Conception & mise en scène : Christopher Renshaw.
Chorégraphie : Roclan Gonzalez Chavez.
Décors & costumes : Tom Piper.
Lumières : Fabrice Kebour.
Collaboration à la mise en scène : Matthew Cole.
Avec : Luna Manzanares Nardo, Joel Prieto, Albita, Raquel Camarinha, Joaquín García Mejías, Eileen Faxas, Nyseli Vega, Tony Chiroldes, Cedric Leiba, Jr. & Pascal Pastrana.
Résumé : Adapter le célèbre opéra Carmen de Bizet en le transposant dans le monde contemporain ?

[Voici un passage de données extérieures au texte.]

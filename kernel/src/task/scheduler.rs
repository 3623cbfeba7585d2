//! Multi-level (8-priority) FIFO ready queues and quantum accounting.
//!
//! The deferred-reschedule flag is set from timer-IRQ context and only
//! ever consumed at a voluntary checkpoint (see [`crate::process::manager`]
//! `yield_point`), so it is the one piece of scheduler state that stays a
//! process-wide static rather than a `Kernel`-owned field — an IRQ
//! handler cannot safely borrow into the aggregate.

use crate::config::{MAX_PROCESSES, PRIORITY_LEVELS, QUANTUM_TABLE};
use crate::process::pcb::{Pcb, ProcessState, IDLE_PID};
use alloc::collections::VecDeque;
use core::sync::atomic::{AtomicBool, Ordering};

static NEED_RESCHEDULE: AtomicBool = AtomicBool::new(false);

/// Called from the timer ISR once a quantum has expired. Sets the flag
/// only; it must never itself switch contexts.
pub fn set_need_reschedule() {
    NEED_RESCHEDULE.store(true, Ordering::SeqCst);
}

/// Tested and cleared at a voluntary checkpoint.
pub fn take_need_reschedule() -> bool {
    NEED_RESCHEDULE.swap(false, Ordering::SeqCst)
}

#[cfg(any(test, feature = "testing"))]
pub fn peek_need_reschedule() -> bool {
    NEED_RESCHEDULE.load(Ordering::SeqCst)
}

pub struct Scheduler {
    queues: [VecDeque<u32>; PRIORITY_LEVELS],
    enabled: bool,
}

impl Scheduler {
    pub fn new() -> Self {
        Self {
            queues: core::array::from_fn(|_| VecDeque::with_capacity(MAX_PROCESSES)),
            enabled: true,
        }
    }

    pub fn set_enabled(&mut self, enabled: bool) {
        self.enabled = enabled;
    }

    /// Appends `pcb.pid` to its priority's queue.
    pub fn add(&mut self, pcb: &Pcb) {
        self.queues[pcb.priority as usize].push_back(pcb.pid);
    }

    /// O(n) scan within `priority`'s queue, closing the gap.
    pub fn remove(&mut self, pid: u32, priority: u8) {
        self.queues[priority as usize].retain(|&p| p != pid);
    }

    /// Scans priorities 0..=7 in order; returns and dequeues the head of
    /// the first non-empty queue. Falls back to the idle pid if every
    /// queue is empty.
    pub fn next(&mut self) -> u32 {
        for queue in self.queues.iter_mut() {
            if let Some(pid) = queue.pop_front() {
                return pid;
            }
        }
        IDLE_PID
    }

    /// Advances quantum accounting for the currently running process.
    /// Returns `true` iff its quantum has just expired.
    pub fn tick(&self, current: &mut Pcb) -> bool {
        if !self.enabled || current.state != ProcessState::Running {
            return false;
        }
        current.ticks_used += 1;
        current.quantum_remaining = current.quantum_remaining.saturating_sub(1);
        current.quantum_remaining == 0
    }

    pub fn quantum_for(priority: u8) -> u32 {
        QUANTUM_TABLE[priority as usize]
    }
}

impl Default for Scheduler {
    fn default() -> Self {
        Self::new()
    }
}

#[cfg(test)]
mod tests {
    use super::*;
    use crate::process::pcb::Pcb;

    fn pcb(pid: u32, priority: u8) -> Pcb {
        let mut p = Pcb::free();
        p.pid = pid;
        p.priority = priority;
        p.state = ProcessState::Ready;
        p.quantum_remaining = Scheduler::quantum_for(priority);
        p.quantum_total = p.quantum_remaining;
        p
    }

    #[test_case]
    fn higher_priority_dispatched_first() {
        let mut sched = Scheduler::new();
        sched.add(&pcb(2, 4));
        sched.add(&pcb(3, 0));
        assert_eq!(sched.next(), 3);
        assert_eq!(sched.next(), 2);
    }

    #[test_case]
    fn round_robin_within_a_level() {
        let mut sched = Scheduler::new();
        sched.add(&pcb(2, 4));
        sched.add(&pcb(3, 4));
        sched.add(&pcb(4, 4));
        assert_eq!(sched.next(), 2);
        assert_eq!(sched.next(), 3);
        assert_eq!(sched.next(), 4);
    }

    #[test_case]
    fn empty_queues_fall_back_to_idle() {
        let mut sched = Scheduler::new();
        assert_eq!(sched.next(), IDLE_PID);
    }

    #[test_case]
    fn tick_expires_at_zero_quantum() {
        let sched = Scheduler::new();
        let mut p = pcb(5, 7);
        p.state = ProcessState::Running;
        p.quantum_remaining = 1;
        assert!(sched.tick(&mut p));
        assert_eq!(p.ticks_used, 1);
    }

    #[test_case]
    fn tick_on_non_running_pcb_is_a_no_op() {
        let sched = Scheduler::new();
        let mut p = pcb(5, 7);
        assert!(!sched.tick(&mut p));
        assert_eq!(p.ticks_used, 0);
    }

    #[test_case]
    fn deferred_reschedule_flag_is_set_then_cleared() {
        set_need_reschedule();
        assert!(take_need_reschedule());
        assert!(!take_need_reschedule());
    }

    #[test_case]
    fn remove_closes_the_gap() {
        let mut sched = Scheduler::new();
        sched.add(&pcb(2, 4));
        sched.add(&pcb(3, 4));
        sched.remove(2, 4);
        assert_eq!(sched.next(), 3);
    }
}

Déjà Oscar Hammerstein II l’avait fait en 1942 pour Broadway avec Carmen Jones, dont Otto Preminger devait tirer un film culte en 1954. L’œuvre devient aujourd’hui un musical cubain, le premier du genre, d’après Bizet mais en espagnol et situé cette fois à La Havane, à la veille de la révolution cubaine. La Carmencita travaille toujours dans une fabrique de cigares, mais la habanera retrouve ici son pays d’origine !
Situant l’action à l’époque où Castro et ses militants entreprirent de renverser le dictateur Batista, le dramaturge cubain Norge Espinosa Mendoza donne une résonance contemporaine à l’histoire intemporelle de Carmen. À Guantánamo, dans la campagne cubaine, Carmen, fille d’un soldat américain et d’une prostituée cubaine métisse, rêve d’une vie meilleure. Prisonnière de la fabrique à cigares locale, elle ne dispose que de son puissant pouvoir de séduction pour tromper l’ennui. Elle remarque José, un jeune soldat aussi naïf qu’innocent engagé dans l’armée de Batista qui finit lui aussi par succomber à sa beauté sensuelle. Croyant ainsi défendre l’honneur de son nouvel amour, José finit par tuer un sergent de son régiment ; le couple n’a d’autre alternative que de s’enfuir pour La Havane. Comme Rome à la veille de sa chute, La Havane des jours qui précèdent la Révolution est une ville gagnée par la corruption des mœurs et par les vices. La luxure est omniprésente et Carmen se fait vite remarquer. Devenue « La reine de La Havane », elle se lasse de José, dont la passion dévorante l’étouffe autant qu’elle l’inquiète. Bientôt, elle fait la rencontre du redoutable et charismatique El Niño Martinez, le plus célèbre boxeur de l’île. Cette rencontre scelle son destin, tandis que La Havane est en proie à la destruction et aux pillages des forces rebelles de Castro…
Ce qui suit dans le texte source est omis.